▸ Given entries
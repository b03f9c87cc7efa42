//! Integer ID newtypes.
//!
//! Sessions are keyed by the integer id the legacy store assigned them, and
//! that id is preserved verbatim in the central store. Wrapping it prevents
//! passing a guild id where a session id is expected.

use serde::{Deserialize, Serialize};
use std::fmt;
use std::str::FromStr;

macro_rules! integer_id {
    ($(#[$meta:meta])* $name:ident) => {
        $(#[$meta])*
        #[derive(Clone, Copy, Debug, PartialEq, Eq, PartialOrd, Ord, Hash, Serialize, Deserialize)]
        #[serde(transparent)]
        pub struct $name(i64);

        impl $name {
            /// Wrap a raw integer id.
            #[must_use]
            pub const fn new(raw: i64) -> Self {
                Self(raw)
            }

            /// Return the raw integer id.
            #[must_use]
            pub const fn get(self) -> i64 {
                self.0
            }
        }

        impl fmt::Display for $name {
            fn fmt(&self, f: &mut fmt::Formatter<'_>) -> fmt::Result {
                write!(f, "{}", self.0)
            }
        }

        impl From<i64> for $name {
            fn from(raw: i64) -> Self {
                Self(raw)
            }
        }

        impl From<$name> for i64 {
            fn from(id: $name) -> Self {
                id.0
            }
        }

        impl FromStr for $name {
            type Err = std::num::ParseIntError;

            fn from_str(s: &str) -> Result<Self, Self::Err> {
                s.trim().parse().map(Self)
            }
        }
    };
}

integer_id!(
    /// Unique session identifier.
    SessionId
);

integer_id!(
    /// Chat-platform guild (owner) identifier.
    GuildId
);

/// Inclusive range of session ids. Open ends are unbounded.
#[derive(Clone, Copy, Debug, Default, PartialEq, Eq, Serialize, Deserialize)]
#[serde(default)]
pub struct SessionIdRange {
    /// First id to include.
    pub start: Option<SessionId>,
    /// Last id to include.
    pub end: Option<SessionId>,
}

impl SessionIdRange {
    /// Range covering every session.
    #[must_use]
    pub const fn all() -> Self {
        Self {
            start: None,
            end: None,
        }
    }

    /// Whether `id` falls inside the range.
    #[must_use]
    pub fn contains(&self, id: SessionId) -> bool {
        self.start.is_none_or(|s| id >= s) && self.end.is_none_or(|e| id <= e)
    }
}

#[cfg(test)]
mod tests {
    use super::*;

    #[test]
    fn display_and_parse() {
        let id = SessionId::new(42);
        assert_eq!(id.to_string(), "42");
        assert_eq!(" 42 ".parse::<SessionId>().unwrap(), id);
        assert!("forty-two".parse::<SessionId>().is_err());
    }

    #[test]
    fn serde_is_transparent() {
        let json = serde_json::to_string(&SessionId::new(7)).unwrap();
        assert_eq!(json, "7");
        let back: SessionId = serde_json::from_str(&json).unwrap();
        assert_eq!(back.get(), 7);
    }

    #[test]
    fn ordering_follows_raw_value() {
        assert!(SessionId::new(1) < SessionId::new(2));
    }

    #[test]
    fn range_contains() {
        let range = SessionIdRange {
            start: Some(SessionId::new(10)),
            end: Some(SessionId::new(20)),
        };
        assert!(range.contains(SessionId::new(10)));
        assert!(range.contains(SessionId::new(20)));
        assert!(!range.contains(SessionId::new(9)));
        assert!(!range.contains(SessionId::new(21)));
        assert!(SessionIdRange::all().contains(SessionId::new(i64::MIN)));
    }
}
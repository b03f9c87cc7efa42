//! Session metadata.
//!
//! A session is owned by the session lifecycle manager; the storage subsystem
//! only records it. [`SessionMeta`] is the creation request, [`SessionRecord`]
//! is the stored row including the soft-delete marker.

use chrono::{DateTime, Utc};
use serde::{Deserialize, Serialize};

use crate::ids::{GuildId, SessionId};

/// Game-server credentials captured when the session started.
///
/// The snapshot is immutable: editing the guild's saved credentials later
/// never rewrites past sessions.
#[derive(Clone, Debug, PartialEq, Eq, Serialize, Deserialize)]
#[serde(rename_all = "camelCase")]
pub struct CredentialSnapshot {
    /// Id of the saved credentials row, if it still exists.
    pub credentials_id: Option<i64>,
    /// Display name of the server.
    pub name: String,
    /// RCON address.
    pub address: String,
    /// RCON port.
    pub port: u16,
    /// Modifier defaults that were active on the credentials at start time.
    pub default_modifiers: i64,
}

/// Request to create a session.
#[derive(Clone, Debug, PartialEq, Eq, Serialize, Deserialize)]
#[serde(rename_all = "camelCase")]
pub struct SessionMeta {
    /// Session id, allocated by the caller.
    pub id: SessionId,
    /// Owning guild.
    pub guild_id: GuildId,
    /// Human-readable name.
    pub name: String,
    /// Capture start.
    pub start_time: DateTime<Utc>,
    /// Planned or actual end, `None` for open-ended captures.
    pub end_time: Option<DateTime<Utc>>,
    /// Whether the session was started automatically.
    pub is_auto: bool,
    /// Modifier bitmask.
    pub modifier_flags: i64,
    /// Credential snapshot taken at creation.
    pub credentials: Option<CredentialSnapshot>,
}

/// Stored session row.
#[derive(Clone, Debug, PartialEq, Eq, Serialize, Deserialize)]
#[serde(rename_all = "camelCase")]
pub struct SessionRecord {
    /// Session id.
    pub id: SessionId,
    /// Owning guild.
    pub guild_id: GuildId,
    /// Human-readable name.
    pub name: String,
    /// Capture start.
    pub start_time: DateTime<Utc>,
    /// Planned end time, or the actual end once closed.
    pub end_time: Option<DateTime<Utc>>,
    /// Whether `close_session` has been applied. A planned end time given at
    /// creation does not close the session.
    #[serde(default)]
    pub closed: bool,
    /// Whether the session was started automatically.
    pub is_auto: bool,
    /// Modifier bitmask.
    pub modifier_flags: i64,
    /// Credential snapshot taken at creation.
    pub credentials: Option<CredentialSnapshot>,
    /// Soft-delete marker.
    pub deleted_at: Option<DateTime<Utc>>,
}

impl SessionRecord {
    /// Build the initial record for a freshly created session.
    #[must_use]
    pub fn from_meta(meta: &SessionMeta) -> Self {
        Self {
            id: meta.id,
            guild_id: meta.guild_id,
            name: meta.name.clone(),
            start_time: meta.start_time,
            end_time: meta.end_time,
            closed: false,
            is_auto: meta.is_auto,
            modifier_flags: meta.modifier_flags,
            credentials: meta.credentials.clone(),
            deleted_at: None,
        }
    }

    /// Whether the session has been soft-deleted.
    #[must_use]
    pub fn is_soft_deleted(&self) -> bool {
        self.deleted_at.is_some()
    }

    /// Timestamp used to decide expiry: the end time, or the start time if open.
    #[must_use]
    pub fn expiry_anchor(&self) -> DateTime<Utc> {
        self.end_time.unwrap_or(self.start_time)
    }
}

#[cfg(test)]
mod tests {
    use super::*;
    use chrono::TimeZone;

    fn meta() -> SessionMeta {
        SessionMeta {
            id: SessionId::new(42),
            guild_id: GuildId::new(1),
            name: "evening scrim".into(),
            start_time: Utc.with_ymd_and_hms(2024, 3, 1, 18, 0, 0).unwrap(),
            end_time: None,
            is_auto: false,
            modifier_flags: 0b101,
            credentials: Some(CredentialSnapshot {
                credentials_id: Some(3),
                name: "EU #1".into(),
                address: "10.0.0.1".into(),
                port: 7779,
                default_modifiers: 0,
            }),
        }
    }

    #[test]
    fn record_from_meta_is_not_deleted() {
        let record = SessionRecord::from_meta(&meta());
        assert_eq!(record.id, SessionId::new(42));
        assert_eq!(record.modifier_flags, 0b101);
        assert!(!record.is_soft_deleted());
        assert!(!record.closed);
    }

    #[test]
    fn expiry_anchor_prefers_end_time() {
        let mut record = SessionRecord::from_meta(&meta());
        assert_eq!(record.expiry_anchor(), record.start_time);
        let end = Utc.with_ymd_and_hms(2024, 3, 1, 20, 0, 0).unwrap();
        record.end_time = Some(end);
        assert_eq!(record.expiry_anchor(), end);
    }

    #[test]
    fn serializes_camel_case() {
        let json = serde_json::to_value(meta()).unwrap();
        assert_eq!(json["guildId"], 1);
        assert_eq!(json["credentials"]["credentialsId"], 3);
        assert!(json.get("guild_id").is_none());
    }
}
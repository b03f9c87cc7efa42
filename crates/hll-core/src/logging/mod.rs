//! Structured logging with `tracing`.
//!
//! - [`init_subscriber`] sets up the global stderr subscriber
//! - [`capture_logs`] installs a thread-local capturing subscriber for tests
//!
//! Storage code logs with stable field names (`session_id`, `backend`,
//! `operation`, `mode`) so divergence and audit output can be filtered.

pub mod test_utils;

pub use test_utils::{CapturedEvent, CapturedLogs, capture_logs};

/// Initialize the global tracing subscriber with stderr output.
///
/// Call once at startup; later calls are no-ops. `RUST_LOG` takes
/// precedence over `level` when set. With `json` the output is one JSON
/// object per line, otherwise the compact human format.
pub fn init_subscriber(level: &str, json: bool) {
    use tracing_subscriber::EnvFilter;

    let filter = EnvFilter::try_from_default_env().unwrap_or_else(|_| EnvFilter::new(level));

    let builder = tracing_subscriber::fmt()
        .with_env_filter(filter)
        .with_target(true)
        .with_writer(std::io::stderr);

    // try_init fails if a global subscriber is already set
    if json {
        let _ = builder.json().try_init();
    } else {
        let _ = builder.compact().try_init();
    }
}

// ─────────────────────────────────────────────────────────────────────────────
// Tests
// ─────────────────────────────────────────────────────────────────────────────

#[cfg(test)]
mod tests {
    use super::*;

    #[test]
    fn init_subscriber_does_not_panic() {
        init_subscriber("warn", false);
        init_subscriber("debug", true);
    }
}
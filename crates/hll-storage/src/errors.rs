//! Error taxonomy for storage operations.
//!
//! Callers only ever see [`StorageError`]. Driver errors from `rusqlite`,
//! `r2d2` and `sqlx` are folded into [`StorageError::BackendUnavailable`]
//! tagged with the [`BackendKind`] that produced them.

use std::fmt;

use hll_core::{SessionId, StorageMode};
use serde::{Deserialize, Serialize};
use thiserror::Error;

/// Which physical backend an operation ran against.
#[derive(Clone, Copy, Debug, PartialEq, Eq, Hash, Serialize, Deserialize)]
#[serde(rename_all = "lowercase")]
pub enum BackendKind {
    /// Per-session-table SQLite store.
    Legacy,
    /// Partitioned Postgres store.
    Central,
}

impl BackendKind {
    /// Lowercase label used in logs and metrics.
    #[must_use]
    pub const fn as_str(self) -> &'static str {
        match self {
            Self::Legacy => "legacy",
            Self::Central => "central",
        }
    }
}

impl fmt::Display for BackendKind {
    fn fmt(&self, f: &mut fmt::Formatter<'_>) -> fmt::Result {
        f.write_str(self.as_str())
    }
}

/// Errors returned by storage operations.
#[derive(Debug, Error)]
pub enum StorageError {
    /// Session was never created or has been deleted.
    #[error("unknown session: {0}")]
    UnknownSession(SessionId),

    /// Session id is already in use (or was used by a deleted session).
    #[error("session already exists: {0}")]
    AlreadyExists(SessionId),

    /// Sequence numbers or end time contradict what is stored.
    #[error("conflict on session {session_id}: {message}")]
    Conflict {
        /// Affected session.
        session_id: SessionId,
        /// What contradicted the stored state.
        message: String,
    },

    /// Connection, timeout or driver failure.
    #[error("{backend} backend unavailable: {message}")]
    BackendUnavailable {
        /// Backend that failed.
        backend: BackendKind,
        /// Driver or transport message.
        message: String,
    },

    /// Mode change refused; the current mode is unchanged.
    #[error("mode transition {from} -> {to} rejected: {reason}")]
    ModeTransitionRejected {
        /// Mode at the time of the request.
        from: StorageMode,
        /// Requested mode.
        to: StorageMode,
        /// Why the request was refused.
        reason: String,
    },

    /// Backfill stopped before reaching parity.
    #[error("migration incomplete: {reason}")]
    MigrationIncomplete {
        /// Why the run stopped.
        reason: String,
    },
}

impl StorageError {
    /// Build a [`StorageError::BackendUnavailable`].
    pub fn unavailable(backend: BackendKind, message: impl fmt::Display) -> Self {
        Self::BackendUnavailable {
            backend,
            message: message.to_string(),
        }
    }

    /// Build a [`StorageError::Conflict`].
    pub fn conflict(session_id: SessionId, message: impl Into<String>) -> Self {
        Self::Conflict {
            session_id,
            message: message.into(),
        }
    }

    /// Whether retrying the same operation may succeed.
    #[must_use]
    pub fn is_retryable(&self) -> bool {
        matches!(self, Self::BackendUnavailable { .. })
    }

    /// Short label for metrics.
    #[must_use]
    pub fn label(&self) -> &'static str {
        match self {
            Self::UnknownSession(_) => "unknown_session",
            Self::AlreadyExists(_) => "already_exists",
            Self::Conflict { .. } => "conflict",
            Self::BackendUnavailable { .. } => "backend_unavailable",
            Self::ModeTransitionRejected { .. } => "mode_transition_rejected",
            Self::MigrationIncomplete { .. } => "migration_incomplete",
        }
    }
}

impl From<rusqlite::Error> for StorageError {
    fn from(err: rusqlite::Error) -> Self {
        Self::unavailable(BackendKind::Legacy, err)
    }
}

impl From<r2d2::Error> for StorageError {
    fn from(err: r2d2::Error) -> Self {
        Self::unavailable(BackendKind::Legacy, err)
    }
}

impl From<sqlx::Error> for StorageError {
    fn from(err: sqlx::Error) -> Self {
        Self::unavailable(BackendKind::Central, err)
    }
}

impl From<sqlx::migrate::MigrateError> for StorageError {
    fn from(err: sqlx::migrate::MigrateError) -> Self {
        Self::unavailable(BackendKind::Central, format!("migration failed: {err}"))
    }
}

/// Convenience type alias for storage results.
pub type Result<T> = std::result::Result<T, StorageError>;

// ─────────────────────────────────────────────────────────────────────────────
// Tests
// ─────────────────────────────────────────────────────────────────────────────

▸ The task
Could you reproduce, exactly, every line above from the line with "impl From<r2d2::Error> for" to the line with "fn from(err: sqlx::migrate::MigrateError)", and no other line? Both ends count.

▸ Exercise response
impl From<r2d2::Error> for StorageError {
    fn from(err: r2d2::Error) -> Self {
        Self::unavailable(BackendKind::Legacy, err)
    }
}

impl From<sqlx::Error> for StorageError {
    fn from(err: sqlx::Error) -> Self {
        Self::unavailable(BackendKind::Central, err)
    }
}

impl From<sqlx::migrate::MigrateError> for StorageError {
    fn from(err: sqlx::migrate::MigrateError) -> Self {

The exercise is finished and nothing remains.